All GCC members and Yemen have since joined the Greater Arab Free Trade Area (GAFTA) when that organization was founded. However, this is unlikely to significantly affect the agenda of the GCC as it has a more aggressive timetable than GAFTA and is seeking greater integration.
Main objectives
Among the stated objectives are:
formulating similar regulations in various fields such as economy, finance, trade, customs, tourism, legislation, and administration;
fostering scientific and technical progress in industry, mining, agriculture, water and animal resources;
establishing scientific research centers;
setting up joint ventures;
encouraging cooperation of the private sector;
strengthening ties between their peoples; and
establishing a common currency by 2010 [2]. (However, Oman had announced it will not be able to meet the target date.)
Economy
This area has some of the fastest growing economies in the world, mostly due to a boom in oil and natural gas revenues coupled with a building and investment boom backed by decades of saved petroleum revenues. In an effort to build a tax base and economic foundation before the reserves run out, the UAE's investment arms, including Abu Dhabi Investment Authority, retain over $900 billion in assets. Other regional funds also have several hundred billion dollars.

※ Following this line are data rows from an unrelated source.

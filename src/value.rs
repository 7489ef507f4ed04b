use core::fmt;
use core::str::FromStr;

use serde::{Deserialize, Serialize};

use crate::error::{CoreError, CoreResult};

/// A decoded telemetry or command value.
///
/// BLOCK data survives in memory as [`Value::Block`]; once serialized to JSON
/// it reads back as an array of integers.
#[derive(Debug, Clone, PartialEq, Serialize, Deserialize, Default)]
#[serde(untagged)]
pub enum Value {
    #[default]
    Null,
    Int(i64),
    Float(f64),
    String(String),
    Array(Vec<Value>),
    Block(#[serde(with = "serde_bytes")] Vec<u8>),
}

impl Value {
    pub fn is_null(&self) -> bool {
        matches!(self, Value::Null)
    }

    pub fn as_f64(&self) -> Option<f64> {
        match self {
            Value::Int(i) => Some(*i as f64),
            Value::Float(f) => Some(*f),
            _ => None,
        }
    }

    pub fn as_i64(&self) -> Option<i64> {
        match self {
            Value::Int(i) => Some(*i),
            Value::Float(f) if f.fract() == 0.0 && f.is_finite() => Some(*f as i64),
            _ => None,
        }
    }

    pub fn as_str(&self) -> Option<&str> {
        match self {
            Value::String(s) => Some(s),
            _ => None,
        }
    }

    pub fn is_numeric(&self) -> bool {
        matches!(self, Value::Int(_) | Value::Float(_))
    }

    /// Numeric equality across Int/Float, exact equality otherwise.
    pub fn loosely_equals(&self, other: &Value) -> bool {
        match (self.as_f64(), other.as_f64()) {
            (Some(a), Some(b)) => a == b,
            _ => self == other,
        }
    }

    /// Interpret free text the way an operator types it: integers (decimal
    /// or hex), floats, bracketed arrays, otherwise the text itself.
    pub fn from_literal(text: &str) -> Value {
        let trimmed = text.trim();
        if let Some(hex) = trimmed
            .strip_prefix("0x")
            .or_else(|| trimmed.strip_prefix("0X"))
        {
            if !hex.is_empty() && hex.chars().all(|c| c.is_ascii_hexdigit()) {
                if let Ok(v) = i64::from_str_radix(hex, 16) {
                    return Value::Int(v);
                }
                if let Ok(v) = u64::from_str_radix(hex, 16) {
                    return Value::Float(v as f64);
                }
            }
        }
        if looks_like_int(trimmed) {
            if let Ok(v) = trimmed.trim_start_matches('+').parse::<i64>() {
                return Value::Int(v);
            }
        }
        if looks_like_float(trimmed) {
            if let Ok(v) = trimmed.parse::<f64>() {
                return Value::Float(v);
            }
        }
        if trimmed.starts_with('[') && trimmed.ends_with(']') {
            let inner = &trimmed[1..trimmed.len() - 1];
            if inner.trim().is_empty() {
                return Value::Array(Vec::new());
            }
            if let Some(parts) = split_elements(inner) {
                let elements = parts
                    .into_iter()
                    .map(|part| {
                        let part = part.trim();
                        let unquoted = strip_quotes(part);
                        if unquoted.len() < part.len() {
                            Value::String(unquoted.to_string())
                        } else {
                            Value::from_literal(part)
                        }
                    })
                    .collect();
                return Value::Array(elements);
            }
        }
        Value::String(text.to_string())
    }
}

/// Split array contents on commas at nesting depth zero outside quotes.
/// Unbalanced brackets or quotes yield `None`.
fn split_elements(inner: &str) -> Option<Vec<&str>> {
    let mut parts = Vec::new();
    let mut depth = 0usize;
    let mut quote: Option<char> = None;
    let mut escaped = false;
    let mut start = 0;
    for (i, c) in inner.char_indices() {
        if let Some(q) = quote {
            if escaped {
                escaped = false;
            } else if c == '\\' {
                escaped = true;
            } else if c == q {
                quote = None;
            }
            continue;
        }
        match c {
            '"' | '\'' => quote = Some(c),
            '[' => depth += 1,
            ']' => depth = depth.checked_sub(1)?,
            ',' if depth == 0 => {
                parts.push(&inner[start..i]);
                start = i + 1;
            }
            _ => {}
        }
    }
    if depth != 0 || quote.is_some() {
        return None;
    }
    parts.push(&inner[start..]);
    Some(parts)
}

fn looks_like_int(s: &str) -> bool {
    let digits = s.strip_prefix(['-', '+']).unwrap_or(s);
    !digits.is_empty() && digits.chars().all(|c| c.is_ascii_digit())
}

fn looks_like_float(s: &str) -> bool {
    let body = s.strip_prefix(['-', '+']).unwrap_or(s);
    if body.is_empty() || !body.chars().next().is_some_and(|c| c.is_ascii_digit() || c == '.') {
        return false;
    }
    let mut seen_digit = false;
    let mut seen_dot = false;
    let mut seen_exp = false;
    let mut prev = ' ';
    for c in body.chars() {
        match c {
            '0'..='9' => seen_digit = true,
            '.' if !seen_dot && !seen_exp => seen_dot = true,
            'e' | 'E' if seen_digit && !seen_exp => seen_exp = true,
            '-' | '+' if prev == 'e' || prev == 'E' => {}
            _ => return false,
        }
        prev = c;
    }
    seen_digit && (seen_dot || seen_exp) && !matches!(prev, 'e' | 'E' | '-' | '+')
}

/// Strip one matching pair of surrounding single or double quotes.
pub fn strip_quotes(s: &str) -> &str {
    let bytes = s.as_bytes();
    if bytes.len() >= 2
        && ((bytes[0] == b'"' && bytes[bytes.len() - 1] == b'"')
            || (bytes[0] == b'\'' && bytes[bytes.len() - 1] == b'\''))
    {
        &s[1..s.len() - 1]
    } else {
        s
    }
}

impl fmt::Display for Value {
    fn fmt(&self, f: &mut fmt::Formatter<'_>) -> fmt::Result {
        match self {
            Value::Null => Ok(()),
            Value::Int(i) => write!(f, "{i}"),
            Value::Float(v) => write!(f, "{v:?}"),
            Value::String(s) => write!(f, "{s}"),
            Value::Array(items) => {
                write!(f, "[")?;
                for (i, item) in items.iter().enumerate() {
                    if i > 0 {
                        write!(f, ", ")?;
                    }
                    write!(f, "{item}")?;
                }
                write!(f, "]")
            }
            Value::Block(bytes) => write!(f, "0x{}", hex::encode_upper(bytes)),
        }
    }
}

impl From<i64> for Value {
    fn from(v: i64) -> Self {
        Value::Int(v)
    }
}

impl From<i32> for Value {
    fn from(v: i32) -> Self {
        Value::Int(i64::from(v))
    }
}

impl From<f64> for Value {
    fn from(v: f64) -> Self {
        Value::Float(v)
    }
}

impl From<&str> for Value {
    fn from(v: &str) -> Self {
        Value::String(v.to_string())
    }
}

impl From<String> for Value {
    fn from(v: String) -> Self {
        Value::String(v)
    }
}

impl From<Vec<u8>> for Value {
    fn from(v: Vec<u8>) -> Self {
        Value::Block(v)
    }
}

/// The four representations of a telemetry value.
#[derive(Debug, Clone, Copy, PartialEq, Eq, Hash, PartialOrd, Ord, Serialize, Deserialize)]
#[serde(rename_all = "SCREAMING_SNAKE_CASE")]
pub enum ValueType {
    Raw,
    Converted,
    Formatted,
    WithUnits,
}

impl ValueType {
    pub const ALL: [ValueType; 4] = [
        ValueType::Raw,
        ValueType::Converted,
        ValueType::Formatted,
        ValueType::WithUnits,
    ];

    pub fn as_str(&self) -> &'static str {
        match self {
            ValueType::Raw => "RAW",
            ValueType::Converted => "CONVERTED",
            ValueType::Formatted => "FORMATTED",
            ValueType::WithUnits => "WITH_UNITS",
        }
    }
}

impl fmt::Display for ValueType {
    fn fmt(&self, f: &mut fmt::Formatter<'_>) -> fmt::Result {
        f.write_str(self.as_str())
    }
}

impl FromStr for ValueType {
    type Err = CoreError;

    fn from_str(s: &str) -> CoreResult<Self> {
        match s.to_ascii_uppercase().as_str() {
            "RAW" => Ok(ValueType::Raw),
            "CONVERTED" => Ok(ValueType::Converted),
            "FORMATTED" => Ok(ValueType::Formatted),
            "WITH_UNITS" => Ok(ValueType::WithUnits),
            other => Err(CoreError::Validation(format!("Unknown type '{other}'"))),
        }
    }
}

/// Which representations an override or normalize applies to.
#[derive(Debug, Clone, Copy, PartialEq, Eq, Serialize, Deserialize)]
#[serde(rename_all = "SCREAMING_SNAKE_CASE")]
pub enum OverrideType {
    All,
    Raw,
    Converted,
    Formatted,
    WithUnits,
}

impl OverrideType {
    pub fn value_types(&self) -> &'static [ValueType] {
        match self {
            OverrideType::All => &ValueType::ALL,
            OverrideType::Raw => &[ValueType::Raw],
            OverrideType::Converted => &[ValueType::Converted],
            OverrideType::Formatted => &[ValueType::Formatted],
            OverrideType::WithUnits => &[ValueType::WithUnits],
        }
    }
}

impl From<ValueType> for OverrideType {
    fn from(v: ValueType) -> Self {
        match v {
            ValueType::Raw => OverrideType::Raw,
            ValueType::Converted => OverrideType::Converted,
            ValueType::Formatted => OverrideType::Formatted,
            ValueType::WithUnits => OverrideType::WithUnits,
        }
    }
}

impl FromStr for OverrideType {
    type Err = CoreError;

    fn from_str(s: &str) -> CoreResult<Self> {
        if s.eq_ignore_ascii_case("ALL") {
            return Ok(OverrideType::All);
        }
        s.parse::<ValueType>().map(OverrideType::from)
    }
}

#[cfg(test)]
mod tests {
    use super::*;

    #[test]
    fn test_literal_parsing() {
        assert_eq!(Value::from_literal("5"), Value::Int(5));
        assert_eq!(Value::from_literal("-12"), Value::Int(-12));
        assert_eq!(Value::from_literal("0x1F"), Value::Int(31));
        assert_eq!(Value::from_literal("2.5"), Value::Float(2.5));
        assert_eq!(Value::from_literal("1e3"), Value::Float(1000.0));
        assert_eq!(Value::from_literal("NORMAL"), Value::String("NORMAL".into()));
        assert_eq!(
            Value::from_literal("[1, 2, 3]"),
            Value::Array(vec![Value::Int(1), Value::Int(2), Value::Int(3)])
        );
        assert_eq!(Value::from_literal("1.2.3"), Value::String("1.2.3".into()));
    }

    #[test]
    fn test_nested_and_quoted_arrays() {
        assert_eq!(
            Value::from_literal("[[1, 2], [3]]"),
            Value::Array(vec![
                Value::Array(vec![Value::Int(1), Value::Int(2)]),
                Value::Array(vec![Value::Int(3)]),
            ])
        );
        assert_eq!(
            Value::from_literal(r#"["A, B", "C"]"#),
            Value::Array(vec![Value::from("A, B"), Value::from("C")])
        );
        assert_eq!(
            Value::from_literal(r#"['1', 2]"#),
            Value::Array(vec![Value::from("1"), Value::Int(2)])
        );
        assert_eq!(Value::from_literal("[]"), Value::Array(Vec::new()));
        assert_eq!(Value::from_literal("[[1, 2]"), Value::String("[[1, 2]".into()));
    }

    #[test]
    fn test_display() {
        assert_eq!(Value::Float(5.0).to_string(), "5.0");
        assert_eq!(Value::Block(vec![0xde, 0xad]).to_string(), "0xDEAD");
        assert_eq!(
            Value::Array(vec![Value::Int(1), Value::Float(2.5)]).to_string(),
            "[1, 2.5]"
        );
    }

    #[test]
    fn test_override_type_parsing() {
        assert_eq!("all".parse::<OverrideType>().unwrap(), OverrideType::All);
        assert_eq!(
            "WITH_UNITS".parse::<OverrideType>().unwrap(),
            OverrideType::WithUnits
        );
        assert!("BOGUS".parse::<OverrideType>().is_err());
    }
}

In 2006, its GDP (nominal) was $717.8 billion (IMF April 2007), led by spectacular growth in United Arab Emirates and Qatar. [6]. In 2007, its GDP (nominal) was $1,022.62 billion (IMF April 2008). IMF predicts its GDP to reach $1,112.076 billion at end of 2008 and $1,210.112 billion at end of 2009. Qatar is expected to overtake top ranked Luxembourg in GDP (nominal) per capita next year for the world's top spot. See List of countries by GDP (nominal) per capita.